Not yet though the central part as you say will be board & batten - the outer parts are made with Korroflute and will look like they are horizontally planked. Still a 'work in progress' with the postion of the battens marked but not yet applied, as the roof panels when applied have a piece then applied close against the lower edge of the roof /wall join. 

Then I apply the battens as I then have the length, of most of them, with this building there still will be some (above the side parts) that need the roof applied as the batten lower edge is only capable of being determined then..

Thanks for the thought!


----------



## alecescolme (Dec 20, 2010)

Peter, A huge warehouse complex, even a water tower! 
Great work, looking foward to seing it painted and installed. 

Alec.


----------



## peter bunce (Dec 29, 2007)

Hi Alec, 

Thanks for the commnet more photos will follow, I have just finished adding all the roof panels - there is a lot of styrene card involved needless to say! 

Next are some ventilator bonnets and chimmnies, then I will severley reduce my stock of shingle strips on the rooves. 

There is another quite large building to be done, but that is a bit smaller at 2 foot square: before that though is a little shop, that is only 7" wide!


----------



## peter bunce (Dec 29, 2007)

Hi, The roof has been added and it took a lot of styrene! In addition I have added to the main (meant to be the original part) or center section the battens . ll the roves have the tauikls of the roof timbers which though a bit if a fiddle to fit stiffen the edges of the roof a lot. I am building one (double chimney), which can be seen on the ridge and three roof ventilators (like some American barns). The chimney has a section of a Vitamin C tablet container, (notwithstanding these I still managed a cold – right at the end of winter, it was ‘lying in wait; and the ‘dregs’ of it are still slightly with me alas!). On top of the chimney stack the section of cut up tube is used to make a rain/snow deflector that was clothed inside and out with 1mm planks to thicken it up; the outer ones are scribed to represent the bricks it is made of.. Most of the stack has had the bricks added, the white bits at the bottom of it will be covered by ‘flashing’ in due course. ). The ventilators have only the bases made so far, now I will make 6 or 10 ventilator louvre units, and then the tops.Meanwhile saving some words, here are some more photos.

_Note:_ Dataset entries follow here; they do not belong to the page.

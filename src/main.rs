//! sinkhole - DNS sinkhole list generator
//!
//! Builds blocking lists for pdnsd, dnscrypt-proxy and unbound from public
//! hosts-style blacklists.

use anyhow::Result;
use clap::Parser;
use tracing::Level;
use tracing_subscriber::FmtSubscriber;

use sinkhole::cli::{Cli, Commands};
use sinkhole::error::SinkholeError;

/// Conventional exit status for a process stopped by SIGINT
const EXIT_CANCELLED: i32 = 130;

#[tokio::main]
async fn main() -> Result<()> {
    let cli = Cli::parse();

    // Setup logging based on verbosity
    let log_level = if cli.verbose {
        Level::DEBUG
    } else if cli.quiet {
        Level::ERROR
    } else {
        Level::INFO
    };

    let subscriber = FmtSubscriber::builder()
        .with_max_level(log_level)
        .with_target(false)
        .with_thread_ids(false)
        .with_writer(std::io::stderr)
        .without_time()
        .finish();
    tracing::subscriber::set_global_default(subscriber)?;

    let result = match cli.command {
        Commands::Generate {
            backends,
            output_dir,
            format,
            dry_run,
        } => {
            let fmt = format.parse().map_err(|e: String| anyhow::anyhow!(e))?;
            sinkhole::commands::generate::run(backends, output_dir, fmt, dry_run, &cli.config)
                .await
        }
        Commands::Classify { lines } => sinkhole::commands::classify::run(&lines),
        Commands::Sources => sinkhole::commands::sources::run(&cli.config),
        Commands::Init { force } => sinkhole::commands::init::run(force, &cli.config),
        Commands::Version => {
            println!("sinkhole {}", env!("CARGO_PKG_VERSION"));
            Ok(())
        }
    };

    if let Err(e) = &result {
        if matches!(e.downcast_ref::<SinkholeError>(), Some(SinkholeError::Cancelled)) {
            eprintln!("{}", e);
            std::process::exit(EXIT_CANCELLED);
        }
    }

    result
}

First the building in its rough location, there are some early plants sytill in locatiojn that will be moved when they have finished flowering, and the long siding will then be worked out and laid in roughly the position of the green colored PVC strip, that can be just seen past the building.A final one - 










The corners have been clothe with right algle strip: the battens added to the central unit and the 3 roof units are now fitted and the 'bits' for the top of them are started.


----------



## joe rusz (Jan 3, 2008)

Peter, "Way to go," as we say in The Colonies! Your warehouse is coming along beautifully and looks great. Never having seen your little village before, I am impressed not only with your modeling, but with your conceptual skills, i.e. your ability to make a miniature town look like a real one. Plus I see other interesting structures reflecting your handiwork. Now lemme get this straight, though. You live in England (or GB) and you have a yard?! I got the impression that most Brits lived in apartments like you see in London and that unless you were to the manor born, like my good friend, the late Rob Walker, who used to say, "I have a flaht (flat) in Lon-done and a cah-stle (castle) in Nunney," you didn't have room for a garden railway or a garden. Not meaning to sound condescending. I'm just curious. And did I say I love your work?


----------



## peter bunce (Dec 29, 2007)

Hi Joe,

Thanks for the reply, A bit of topic creep here, but here is an answer to your query. NO, the UK is much more a country of houses/bungalows, and NOT flats – that is the Europe, where there is a lot of flat dwellers. That is where the ‘Englishmans home is his castle’ phrase comes from. However houses are becoming through too many regulations are now very expensive, and with a new ‘carbon rating’ later will be much more expensive still. – thus the private (flat) landlords are hoping for lots of rentals! 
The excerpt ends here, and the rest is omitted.